Stored records
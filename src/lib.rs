pub mod api;
pub mod cli;
pub mod commands;
pub mod config;
pub mod dashboard;
pub mod display;
pub mod error;
pub mod logging;
pub mod macros;
pub mod surface;
pub mod types;

pub use api::{DashboardApi, HttpClient, TicketQuery};
pub use config::Config;
pub use dashboard::{
    Bindings, Dashboard, DashboardState, Debouncer, DetailOutcome, FilterControls, RefreshOutcome,
    RefreshTimer,
};
pub use error::{DeskwatchError, Result};
pub use surface::{MemorySurface, Region, Surface, TerminalSurface};
pub use types::{TicketDetail, TicketRef, TicketStatus, TicketSummary};
use clap::Parser;
use std::process::ExitCode;

use deskwatch::cli::Cli;
use deskwatch::logging::init_tracing;

#[tokio::main(flavor = "current_thread")]
async fn main() -> ExitCode {
    let cli = Cli::parse();
    init_tracing(cli.verbose);

    match cli.run().await {
        Ok(()) => ExitCode::SUCCESS,
        Err(e) => {
            eprintln!("{e}");
            ExitCode::FAILURE
        }
    }
}
//! Renderers for the ticket detail sub-panels.

use crate::types::{Assignment, DeskHop, Direction, Message, PlanStep, TicketSnapshot, TraceStep};

use super::formatters::{
    MISSING, fmt_minutes, fmt_timestamp, heading, labelled, muted, or_dash, sanitize,
    to_plain_text,
};

pub const EMPTY_TRACE: &str = "No routing trace yet.";
pub const EMPTY_JOURNEY: &str = "No desk route data.";
pub const EMPTY_ASSIGNMENTS: &str = "No assignment records.";
pub const EMPTY_MESSAGES: &str = "No messages available.";

/// Title shown when a detail fetch fails
pub const DETAIL_UNAVAILABLE: &str = "Detail unavailable";

fn snapshot_cells(ticket: &TicketSnapshot) -> Vec<(&'static str, String)> {
    let owner = match ticket.owner_agent_name.as_deref() {
        Some(name) if !name.trim().is_empty() => {
            labelled(Some(name), ticket.owner_agent_code.as_deref())
        }
        _ => "Unassigned".to_string(),
    };
    vec![
        ("Ticket", sanitize(ticket.ticket_ref.as_str())),
        ("Status", or_dash(Some(&ticket.status))),
        ("Priority", or_dash(ticket.priority.as_deref())),
        (
            "Client",
            labelled(ticket.client_name.as_deref(), ticket.client_code.as_deref()),
        ),
        (
            "Intent",
            labelled(ticket.intent_name.as_deref(), ticket.intent_code.as_deref()),
        ),
        ("Owner", owner),
        (
            "Current Desk",
            labelled(
                ticket.current_desk_name.as_deref(),
                ticket.current_desk_code.as_deref(),
            ),
        ),
        ("Channel", or_dash(ticket.channel.as_deref())),
        ("Requester", or_dash(ticket.requester_email.as_deref())),
        ("Age", fmt_minutes(ticket.age_minutes)),
        ("Created", fmt_timestamp(ticket.created_at.as_deref())),
        (
            "First Response",
            fmt_timestamp(ticket.first_response_at.as_deref()),
        ),
    ]
}

/// Render the snapshot grid, two labelled cells per line
pub fn render_snapshot(ticket: &TicketSnapshot) -> String {
    snapshot_cells(ticket)
        .chunks(2)
        .map(|pair| {
            pair.iter()
                .map(|(label, value)| {
                    let value = if value.is_empty() { MISSING } else { value };
                    format!("{:<15}{:<36}", format!("{label}:"), value)
                })
                .collect::<String>()
                .trim_end()
                .to_string()
        })
        .collect::<Vec<_>>()
        .join("\n")
}

/// Render the ordered routing trace
pub fn render_trace(trace: &[TraceStep]) -> String {
    if trace.is_empty() {
        return EMPTY_TRACE.to_string();
    }
    trace
        .iter()
        .map(|step| {
            let actor = match step.agent_name.as_deref() {
                Some(name) => format!("{} ({})", sanitize(&step.actor_type), sanitize(name)),
                None => sanitize(&step.actor_type),
            };
            format!(
                "{}\n  Decision: {}\n  Actor: {}\n  {}\n  {}",
                heading(&format!("#{} {}", step.step_seq, sanitize(&step.node_name))),
                sanitize(&step.decision),
                actor,
                muted(&sanitize(step.rationale.as_deref().unwrap_or(""))),
                muted(&fmt_timestamp(step.created_at.as_deref())),
            )
        })
        .collect::<Vec<_>>()
        .join("\n")
}

/// Render the desk journey: planned steps first, then recorded hops
pub fn render_desk_journey(plan: &[PlanStep], hops: &[DeskHop]) -> String {
    if plan.is_empty() && hops.is_empty() {
        return EMPTY_JOURNEY.to_string();
    }

    let mut parts = Vec::with_capacity(plan.len() + hops.len());
    parts.extend(plan.iter().map(|p| {
        format!(
            "Plan #{}: {}\n  {}",
            p.step_seq,
            labelled(Some(&p.desk_name), Some(&p.desk_code)),
            muted(&sanitize(p.step_reason.as_deref().unwrap_or(""))),
        )
    }));
    parts.extend(hops.iter().map(|h| {
        let from = match h.from_desk_code.as_deref() {
            Some(code) if !code.is_empty() => labelled(h.from_desk_name.as_deref(), Some(code)),
            _ => "Entry".to_string(),
        };
        let actor = match h.agent_name.as_deref() {
            Some(name) => labelled(Some(name), h.agent_code.as_deref()),
            None => "System".to_string(),
        };
        format!(
            "Hop #{}: {} -> {}\n  {}\n  {}",
            h.hop_seq,
            from,
            labelled(Some(&h.to_desk_name), Some(&h.to_desk_code)),
            sanitize(h.hop_reason.as_deref().unwrap_or("")),
            muted(&format!(
                "By {} at {}",
                actor,
                fmt_timestamp(h.hopped_at.as_deref())
            )),
        )
    }));
    parts.join("\n")
}

/// Render assignment records
pub fn render_assignments(assignments: &[Assignment]) -> String {
    if assignments.is_empty() {
        return EMPTY_ASSIGNMENTS.to_string();
    }
    assignments
        .iter()
        .map(|a| {
            let mut when = format!("Assigned: {}", fmt_timestamp(a.assigned_at.as_deref()));
            if let Some(released) = a.released_at.as_deref().filter(|r| !r.is_empty()) {
                when.push_str(&format!(" | Released: {}", fmt_timestamp(Some(released))));
            }
            format!(
                "{} - {}\n  {}\n  {}\n  {}",
                labelled(Some(&a.agent_name), Some(&a.agent_code)),
                sanitize(&a.assignment_role),
                labelled(Some(&a.desk_name), Some(&a.desk_code)),
                muted(&sanitize(a.assignment_reason.as_deref().unwrap_or(""))),
                muted(&when),
            )
        })
        .collect::<Vec<_>>()
        .join("\n")
}

/// Render the message exchange with bodies flattened to plain text
pub fn render_messages(messages: &[Message]) -> String {
    if messages.is_empty() {
        return EMPTY_MESSAGES.to_string();
    }
    messages
        .iter()
        .map(|m| {
            let arrow = match m.direction {
                Direction::Inbound => "<-",
                Direction::Outbound => "->",
            };
            let body = to_plain_text(m.body.as_deref().unwrap_or(""))
                .lines()
                .map(|line| format!("    {line}"))
                .collect::<Vec<_>>()
                .join("\n");
            format!(
                "[{}] {} {} {}  {}\n  {}\n{}",
                m.direction,
                or_dash(m.sender_email.as_deref()),
                arrow,
                or_dash(m.recipient_email.as_deref()),
                muted(&fmt_timestamp(m.sent_at.as_deref())),
                heading(&or_dash(m.subject.as_deref())),
                body,
            )
        })
        .collect::<Vec<_>>()
        .join("\n")
}

#[cfg(test)]
mod tests {
    use super::*;
    use crate::types::TicketRef;

    fn snapshot() -> TicketSnapshot {
        TicketSnapshot {
            ticket_ref: TicketRef::from("TCK-1"),
            status: "ESCALATED".to_string(),
            priority: Some("P1".to_string()),
            automatable: false,
            requires_multi_desk: true,
            requester_email: Some("cfo@acme.test".to_string()),
            subject: Some("Late settlement".to_string()),
            body: None,
            channel: Some("EMAIL".to_string()),
            created_at: Some("2025-02-01T08:00:00+00:00".to_string()),
            first_response_at: None,
            resolved_at: None,
            closed_at: None,
            client_code: Some("ACME".to_string()),
            client_name: Some("Acme Corp".to_string()),
            intent_code: Some("SETTLE".to_string()),
            intent_name: Some("Settlement".to_string()),
            primary_desk_code: Some("OPS".to_string()),
            primary_desk_name: Some("Operations".to_string()),
            current_desk_code: Some("FX".to_string()),
            current_desk_name: Some("FX Desk".to_string()),
            owner_agent_code: None,
            owner_agent_name: None,
            owner_agent_email: None,
            age_minutes: Some(125),
        }
    }

    #[test]
    fn test_snapshot_has_twelve_cells() {
        let out = render_snapshot(&snapshot());
        assert_eq!(out.lines().count(), 6);
        assert!(out.contains("Client:        Acme Corp (ACME)"));
        assert!(out.contains("Owner:         Unassigned"));
        assert!(out.contains("2h 5m"));
        assert!(out.contains("First Response:-") || out.contains("First Response: -"));
    }

    #[test]
    fn test_trace_lists_actor_with_agent() {
        let out = render_trace(&[TraceStep {
            step_seq: 1,
            node_name: "classify".to_string(),
            decision: "route:FX".to_string(),
            rationale: Some("currency keyword".to_string()),
            actor_type: "HUMAN".to_string(),
            agent_code: Some("AG1".to_string()),
            agent_name: Some("Dana".to_string()),
            created_at: None,
        }]);
        assert!(out.contains("#1 classify"));
        assert!(out.contains("Actor: HUMAN (Dana)"));
        assert_eq!(render_trace(&[]), EMPTY_TRACE);
    }

    #[test]
    fn test_journey_plan_then_hops() {
        let plan = [PlanStep {
            step_seq: 1,
            desk_code: "OPS".to_string(),
            desk_name: "Operations".to_string(),
            step_reason: None,
            required: true,
        }];
        let hops = [DeskHop {
            hop_seq: 1,
            from_desk_code: None,
            from_desk_name: None,
            to_desk_code: "OPS".to_string(),
            to_desk_name: "Operations".to_string(),
            hop_reason: Some("intake".to_string()),
            hopped_at: None,
            agent_code: None,
            agent_name: None,
        }];
        let out = render_desk_journey(&plan, &hops);
        let plan_at = out.find("Plan #1").unwrap();
        let hop_at = out.find("Hop #1: Entry -> Operations (OPS)").unwrap();
        assert!(plan_at < hop_at);
        assert!(out.contains("By System at -"));
        assert_eq!(render_desk_journey(&[], &[]), EMPTY_JOURNEY);
    }

    #[test]
    fn test_assignment_release_is_optional() {
        let mut a = Assignment {
            assignment_role: "OWNER".to_string(),
            assignment_reason: None,
            assigned_at: Some("2025-02-01T08:00:00+00:00".to_string()),
            released_at: None,
            agent_code: "AG1".to_string(),
            agent_name: "Dana".to_string(),
            agent_email: None,
            desk_code: "FX".to_string(),
            desk_name: "FX Desk".to_string(),
        };
        assert!(!render_assignments(std::slice::from_ref(&a)).contains("Released"));
        a.released_at = Some("2025-02-02T08:00:00+00:00".to_string());
        assert!(render_assignments(&[a]).contains("Released: 2025-02-02 08:00:00 UTC"));
    }

    #[test]
    fn test_message_body_is_plain_text() {
        let out = render_messages(&[Message {
            message_id: 7,
            direction: Direction::Inbound,
            sender_email: Some("cfo@acme.test".to_string()),
            recipient_email: Some("desk@bank.test".to_string()),
            subject: Some("Where is my wire?".to_string()),
            body: Some("<div>Please <i>check</i></div>".to_string()),
            sent_at: None,
            is_automated: false,
            delivery_status: None,
        }]);
        assert!(out.contains("[INBOUND] cfo@acme.test <- desk@bank.test"));
        assert!(out.contains("    Please check"));
        assert!(!out.contains("<i>"));
        assert_eq!(render_messages(&[]), EMPTY_MESSAGES);
    }
}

### WHAT YOU WILL DO
Take every line from the data above that holds "check" and copy it out.

### TASK ANSWER
            body: Some("<div>Please <i>check</i></div>".to_string()),
        assert!(out.contains("    Please check"));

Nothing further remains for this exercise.